DESCRIPTION OF THE TASK — Starting at the line with "async fn list_filters_by_urgency_as_json()" and going on through the line with "let calls = calls.as_array().unwrap();", reproduce each line in the records below exactly and nothing more.

ENTRIES PROVIDED —

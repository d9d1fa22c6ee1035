use thiserror::Error;

/// Top-level error type for the `callwatch-api` crate.
///
/// Covers every failure mode of the backend surface: transport, HTTP
/// status, the server-sent-events stream, and payload decoding.
/// `callwatch-core` maps these into its connection/fetch taxonomy.
#[derive(Debug, Error)]
pub enum Error {
    // ── Transport ───────────────────────────────────────────────────
    /// HTTP transport error (connection refused, DNS failure, etc.)
    #[error("HTTP transport error: {0}")]
    Transport(#[from] reqwest::Error),

    /// URL parsing error.
    #[error("Invalid URL: {0}")]
    InvalidUrl(#[from] url::ParseError),

    /// Request timed out.
    #[error("Request timed out after {timeout_secs}s")]
    Timeout { timeout_secs: u64 },

    /// TLS setup or certificate error.
    #[error("TLS error: {0}")]
    Tls(String),

    // ── REST ────────────────────────────────────────────────────────
    /// The backend answered with a non-2xx status.
    #[error("Backend returned HTTP {status}: {body}")]
    Http { status: u16, body: String },

    // ── Stream ──────────────────────────────────────────────────────
    /// The event stream could not be opened.
    #[error("Event stream connection failed: {0}")]
    StreamConnect(String),

    /// The event stream dropped mid-read.
    #[error("Event stream closed: {0}")]
    StreamClosed(String),

    // ── Data ────────────────────────────────────────────────────────
    /// JSON deserialization failed, with the raw body for debugging.
    #[error("Deserialization error: {message}")]
    Deserialization { message: String, body: String },
}

impl Error {
    /// Returns `true` if this is a transient error worth retrying.
    pub fn is_transient(&self) -> bool {
        match self {
            Self::Transport(e) => e.is_timeout() || e.is_connect(),
            Self::Http { status, .. } => *status >= 500 || *status == 429,
            Self::Timeout { .. } | Self::StreamConnect(_) | Self::StreamClosed(_) => true,
            _ => false,
        }
    }

    /// HTTP status carried by this error, if any.
    pub fn status(&self) -> Option<u16> {
        match self {
            Self::Http { status, .. } => Some(*status),
            Self::Transport(e) => e.status().map(|s| s.as_u16()),
            _ => None,
        }
    }
}
//! Integration tests for the `callwatch` binary.
//!
//! Argument parsing, configuration and the one-shot commands, run against
//! a mock backend. Nothing here touches the user's real configuration.
#![allow(clippy::unwrap_used)]

use std::path::Path;

use assert_cmd::cargo::cargo_bin_cmd;
use predicates::prelude::*;
use serde_json::json;
use wiremock::matchers::{body_partial_json, method, path};
use wiremock::{Mock, MockServer, ResponseTemplate};

// ── Helpers ─────────────────────────────────────────────────────────

/// Build a command for the `callwatch` binary with env isolation.
fn callwatch_cmd(home: &Path) -> assert_cmd::Command {
    let mut cmd = cargo_bin_cmd!("callwatch");
    cmd.env("HOME", home)
        .env("XDG_CONFIG_HOME", home)
        .env("NO_COLOR", "1")
        .env_remove("RUST_LOG")
        .env_remove("CALLWATCH_PROFILE")
        .env_remove("CALLWATCH_BACKEND")
        .env_remove("CALLWATCH_OUTPUT")
        .env_remove("CALLWATCH_TIMEOUT")
        .env_remove("CALLWATCH_DEFAULT_PROFILE");
    cmd
}

fn sample_records() -> serde_json::Value {
    json!([
        {
            "id": 1,
            "latitude": 51.5072,
            "longitude": -0.1276,
            "severity": 1,
            "metadata": "Cat stuck in tree",
            "created_at": "2024-01-15T09:00:00Z"
        },
        {
            "id": 2,
            "latitude": 51.5155,
            "longitude": -0.0922,
            "severity": 4,
            "metadata": "Structure fire, people trapped",
            "created_at": "2024-01-15T09:05:00Z"
        }
    ])
}

async fn backend_with_calls() -> MockServer {
    let server = MockServer::start().await;
    Mock::given(method("GET"))
        .and(path("/callers/"))
        .respond_with(ResponseTemplate::new(200).set_body_json(sample_records()))
        .mount(&server)
        .await;
    server
}

// ── Basic invocation ────────────────────────────────────────────────

#[test]
fn no_args_shows_help() {
    let home = tempfile::tempdir().unwrap();
    let output = callwatch_cmd(home.path()).output().unwrap();
    assert_eq!(output.status.code(), Some(2));
    assert!(String::from_utf8_lossy(&output.stderr).contains("Usage"));
}

#[test]
fn help_lists_commands() {
    let home = tempfile::tempdir().unwrap();
    callwatch_cmd(home.path()).arg("--help").assert().success().stdout(
        predicate::str::contains("list")
            .and(predicate::str::contains("watch"))
            .and(predicate::str::contains("report"))
            .and(predicate::str::contains("health")),
    );
}

#[test]
fn completions_bash() {
    let home = tempfile::tempdir().unwrap();
    callwatch_cmd(home.path())
        .args(["completions", "bash"])
        .assert()
        .success()
        .stdout(predicate::str::is_empty().not());
}

#[test]
fn severity_out_of_range_is_a_usage_error() {
    let home = tempfile::tempdir().unwrap();
    callwatch_cmd(home.path())
        .args(["report", "--lat", "1", "--lon", "1", "--severity", "9", "-d", "x"])
        .assert()
        .code(2);
}

// ── Configuration ───────────────────────────────────────────────────

#[test]
fn config_path_follows_xdg() {
    let home = tempfile::tempdir().unwrap();
    callwatch_cmd(home.path())
        .args(["config", "path"])
        .assert()
        .success()
        .stdout(predicate::str::contains("callwatch").and(predicate::str::contains("config.toml")));
}

#[test]
fn config_show_includes_profiles() {
    let home = tempfile::tempdir().unwrap();
    let dir = home.path().join("callwatch");
    std::fs::create_dir_all(&dir).unwrap();
    std::fs::write(
        dir.join("config.toml"),
        "[profiles.county]\nbackend = \"https://dispatch.example.org\"\n",
    )
    .unwrap();

    callwatch_cmd(home.path())
        .args(["config", "show"])
        .assert()
        .success()
        .stdout(
            predicate::str::contains("[profiles.county]")
                .and(predicate::str::contains("https://dispatch.example.org")),
        );
}

#[test]
fn unknown_profile_fails_with_usage_code() {
    let home = tempfile::tempdir().unwrap();
    callwatch_cmd(home.path())
        .args(["--profile", "nowhere", "list"])
        .assert()
        .code(2)
        .stderr(predicate::str::contains("Profile 'nowhere' not found"));
}

#[test]
fn unsupported_backend_scheme() {
    let home = tempfile::tempdir().unwrap();
    callwatch_cmd(home.path())
        .args(["--backend", "ftp://example.org", "list"])
        .assert()
        .code(2)
        .stderr(predicate::str::contains("unsupported scheme"));
}

#[test]
fn unreachable_backend_is_a_connection_error() {
    let home = tempfile::tempdir().unwrap();
    callwatch_cmd(home.path())
        .args(["--backend", "http://127.0.0.1:9", "--timeout", "5", "list"])
        .assert()
        .code(7);
}

// ── list ────────────────────────────────────────────────────────────

#[tokio::test(flavor = "multi_thread")]
async fn list_filters_by_urgency_as_json() {
    let server = backend_with_calls().await;
    let home = tempfile::tempdir().unwrap();

    let output = callwatch_cmd(home.path())
        .args(["--backend", &server.uri(), "-o", "json", "list", "-u", "critical"])
        .output()
        .unwrap();
    assert!(output.status.success());

    let calls: serde_json::Value = serde_json::from_slice(&output.stdout).unwrap();
    let calls = calls.as_array().unwrap();
    assert_eq!(calls.len(), 1);
    assert_eq!(calls[0]["id"], "2");
    assert_eq!(calls[0]["urgency"], "critical");
}

#[tokio::test(flavor = "multi_thread")]
async fn list_table_ends_with_filter_summary() {
    let server = backend_with_calls().await;
    let home = tempfile::tempdir().unwrap();

    callwatch_cmd(home.path())
        .args(["--backend", &server.uri(), "list", "--search", "FIRE"])
        .assert()
        .success()
        .stdout(
            predicate::str::contains("Structure fire")
                .and(predicate::str::contains("Cat stuck").not())
                .and(predicate::str::contains("1 of 2 calls"))
                .and(predicate::str::contains("Search: \"FIRE\"")),
        );
}

#[tokio::test(flavor = "multi_thread")]
async fn list_plain_prints_ids() {
    let server = backend_with_calls().await;
    let home = tempfile::tempdir().unwrap();

    callwatch_cmd(home.path())
        .args(["--backend", &server.uri(), "-o", "plain", "list"])
        .assert()
        .success()
        .stdout("1\n2\n");
}

#[tokio::test(flavor = "multi_thread")]
async fn list_surfaces_backend_errors() {
    let server = MockServer::start().await;
    Mock::given(method("GET"))
        .and(path("/callers/"))
        .respond_with(ResponseTemplate::new(500).set_body_string("database unavailable"))
        .mount(&server)
        .await;
    let home = tempfile::tempdir().unwrap();

    callwatch_cmd(home.path())
        .args(["--backend", &server.uri(), "list"])
        .assert()
        .code(1)
        .stderr(predicate::str::contains("HTTP 500"));
}

// ── report / health ─────────────────────────────────────────────────

#[tokio::test(flavor = "multi_thread")]
async fn report_posts_the_call() {
    let server = MockServer::start().await;
    Mock::given(method("POST"))
        .and(path("/callers/"))
        .and(body_partial_json(json!({
            "latitude": -33.8688,
            "severity": 4,
            "metadata": "Flash flooding on George St"
        })))
        .respond_with(ResponseTemplate::new(200).set_body_json(json!({
            "id": 77,
            "latitude": -33.8688,
            "longitude": 151.2093,
            "severity": 4,
            "metadata": "Flash flooding on George St",
            "created_at": "2024-02-02T02:02:02Z"
        })))
        .expect(1)
        .mount(&server)
        .await;
    let home = tempfile::tempdir().unwrap();

    callwatch_cmd(home.path())
        .args([
            "--backend",
            &server.uri(),
            "report",
            "--lat",
            "-33.8688",
            "--lon",
            "151.2093",
            "--severity",
            "4",
            "-d",
            "Flash flooding on George St",
        ])
        .assert()
        .success()
        .stdout(
            predicate::str::contains("ID:          77")
                .and(predicate::str::contains("Urgency:     critical")),
        );
}

#[tokio::test(flavor = "multi_thread")]
async fn health_reports_status() {
    let server = MockServer::start().await;
    Mock::given(method("GET"))
        .and(path("/health"))
        .respond_with(ResponseTemplate::new(200).set_body_json(json!({"status": "healthy"})))
        .mount(&server)
        .await;
    let home = tempfile::tempdir().unwrap();

    callwatch_cmd(home.path())
        .args(["--backend", &server.uri(), "health"])
        .assert()
        .success()
        .stdout(predicate::str::starts_with("healthy"));
}

#[tokio::test(flavor = "multi_thread")]
async fn unhealthy_backend_exits_with_connection_code() {
    let server = MockServer::start().await;
    Mock::given(method("GET"))
        .and(path("/health"))
        .respond_with(
            ResponseTemplate::new(200)
                .set_body_json(json!({"status": "unhealthy", "message": "database offline"})),
        )
        .mount(&server)
        .await;
    let home = tempfile::tempdir().unwrap();

    callwatch_cmd(home.path())
        .args(["--backend", &server.uri(), "health"])
        .assert()
        .code(7)
        .stderr(predicate::str::contains("Backend is unhealthy"));
}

ANSWER SECTION —
async fn list_filters_by_urgency_as_json() {
    let server = backend_with_calls().await;
    let home = tempfile::tempdir().unwrap();

    let output = callwatch_cmd(home.path())
        .args(["--backend", &server.uri(), "-o", "json", "list", "-u", "critical"])
        .output()
        .unwrap();
    assert!(output.status.success());

    let calls: serde_json::Value = serde_json::from_slice(&output.stdout).unwrap();
    let calls = calls.as_array().unwrap();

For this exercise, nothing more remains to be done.